В пролом сыпались банки и тут же лопались — из них прыскали желто-синие струи дыма… Подо мной качалась земля. Я с трудом рассмотрел, что Тишкин уже перевернулся на спину, изо рта его текла красная пена. Он шамкал — пена попадала на подбородок, стекала на бороду.
— И-их! — корчился Тишкин. — И-и-их, — прыскал он кровавой пеной мне в лицо.
— Что ты корчишься?! Поднимайся! — кричал я на Тишкина, еще полностью не осознав, что это действительно газы.
— Миколка, прикончи, мука-то какая! Ну, прикончи…
Я сорвал с себя флягу, взболтнул и что там было влил в пенящийся рот Григория. Это ему помогло, и он встал на колени.
— Мочите губы! Отходите вглубь! — слышался голос Бокова.
— Куда отходить?.. Глубже могилы нет, — сказал Тишкин, крестясь передо мной и тяжело дыша. — Ну-у, зверство какое!.. Вона что! Вона что! — показал он рукой на какую-то кучу.

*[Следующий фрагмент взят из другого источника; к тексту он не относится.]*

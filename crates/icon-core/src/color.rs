use image::Rgba;
use std::fmt;
use std::str::FromStr;

/// A straight (non-premultiplied) RGBA color.
#[derive(Debug, Clone, Copy, PartialEq, Eq, Hash)]
pub struct Color {
    pub r: u8,
    pub g: u8,
    pub b: u8,
    pub a: u8,
}

#[derive(Debug, Clone, PartialEq, Eq, thiserror::Error)]
pub enum ColorError {
    #[error("color must start with '#': {0:?}")]
    MissingHash(String),
    #[error("color {input:?} has {len} hex digits, expected 3, 4, 6 or 8")]
    WrongLength { input: String, len: usize },
    #[error("invalid hex digit {digit:?} in color {input:?}")]
    InvalidDigit { input: String, digit: char },
}

impl Color {
    /// Fill used for generated logos when nothing else is configured.
    pub const DEFAULT_FILL: Color = Color::rgb(0x4A, 0x90, 0xE2);

    pub const TRANSPARENT: Color = Color::rgba(0, 0, 0, 0);

    pub const fn rgb(r: u8, g: u8, b: u8) -> Self {
        Self { r, g, b, a: u8::MAX }
    }

    pub const fn rgba(r: u8, g: u8, b: u8, a: u8) -> Self {
        Self { r, g, b, a }
    }

    pub fn is_opaque(&self) -> bool {
        self.a == u8::MAX
    }

    pub fn to_rgba(self) -> Rgba<u8> {
        Rgba([self.r, self.g, self.b, self.a])
    }
}

impl Default for Color {
    fn default() -> Self {
        Self::DEFAULT_FILL
    }
}

impl From<Color> for Rgba<u8> {
    fn from(color: Color) -> Self {
        color.to_rgba()
    }
}

impl FromStr for Color {
    type Err = ColorError;

    /// Parse `#rgb`, `#rgba`, `#rrggbb` or `#rrggbbaa`.
    fn from_str(s: &str) -> Result<Self, Self::Err> {
        let trimmed = s.trim();
        let digits = trimmed
            .strip_prefix('#')
            .ok_or_else(|| ColorError::MissingHash(s.to_string()))?;

        if let Some(digit) = digits.chars().find(|c| !c.is_ascii_hexdigit()) {
            return Err(ColorError::InvalidDigit {
                input: s.to_string(),
                digit,
            });
        }

        // All ASCII from here on, so byte length equals char count.
        let nibbles: Vec<u8> = digits
            .bytes()
            .map(|b| (b as char).to_digit(16).unwrap_or(0) as u8)
            .collect();

        let channels: Vec<u8> = match nibbles.len() {
            3 | 4 => nibbles.iter().map(|n| n * 17).collect(),
            6 | 8 => nibbles.chunks(2).map(|pair| pair[0] << 4 | pair[1]).collect(),
            len => {
                return Err(ColorError::WrongLength {
                    input: s.to_string(),
                    len,
                })
            }
        };

        let alpha = channels.get(3).copied().unwrap_or(u8::MAX);
        Ok(Color::rgba(channels[0], channels[1], channels[2], alpha))
    }
}

impl fmt::Display for Color {
    fn fmt(&self, f: &mut fmt::Formatter<'_>) -> fmt::Result {
        write!(f, "#{:02X}{:02X}{:02X}", self.r, self.g, self.b)?;
        if !self.is_opaque() {
            write!(f, "{:02X}", self.a)?;
        }
        Ok(())
    }
}
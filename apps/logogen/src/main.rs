use anyhow::{bail, Result};
use logogen::{generate, Config};
use std::io::IsTerminal;
use tracing::debug;
use tracing_subscriber::{layer::SubscriberExt, util::SubscriberInitExt, EnvFilter};

/// Initialize logging on stderr; stdout carries the progress lines
fn init_logging() {
    let console_layer = tracing_subscriber::fmt::layer()
        .with_writer(std::io::stderr)
        .with_ansi(std::io::stderr().is_terminal());

    tracing_subscriber::registry()
        .with(EnvFilter::new("info"))
        .with(console_layer)
        .init();
}

fn main() -> Result<()> {
    init_logging();

    let config = Config::default();
    debug!("Config: {}", serde_json::to_string(&config)?);

    let stdout = std::io::stdout();
    let report = generate(&config, &mut stdout.lock())?;

    if !report.is_success() {
        bail!("{} icon(s) could not be created", report.failed().count());
    }

    Ok(())
}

Куча шевелилась. Я сразу догадался — команда Ивана Митрофановича, пулеметчика гражданской войны. Я подошел — человек пятьдесят, глухо стеная, извивались в конвульсиях. Сам Ткачук, упершись спиной в каменную стену, крутил руками с ощутимой натугой, прыская кровавой слюной. Женщина с заостренным носом позвала меня к себе:
— Ох… ох, помогите, спасите, умираю. Спасите дочку. — Она поднялась на четвереньки, и из-под нее выползла девочка лет трех, лицо и рот которой были обвязаны мокрой тряпицей. Девочка наконец встала и побежала к выходу, видневшемуся лоскутком неба. Там шла ожесточенная стрельба. Я догнал девочку, вернулся… Григорий макал тряпицу в алюминиевый котелок и вытирал пенистые губы женщины.
— Где взял воды? — спросил я у Тишкина, готовый тоже помогать людям.
— Где! Где! Изнутри! — сказал Григорий, смачивая губы мальчику, корчившемуся на спине.
Всем воды «изнутри» не хватило. А многие не нуждались в ней — их остекленевшие глаза уже ничего не видели.
Литейщик Ткачук наконец поймал свой рот, отерся, но тут же, сделав несколько шагов по направлению к пролому, упал вниз лицом, весь изгибаясь, и затем стих совсем.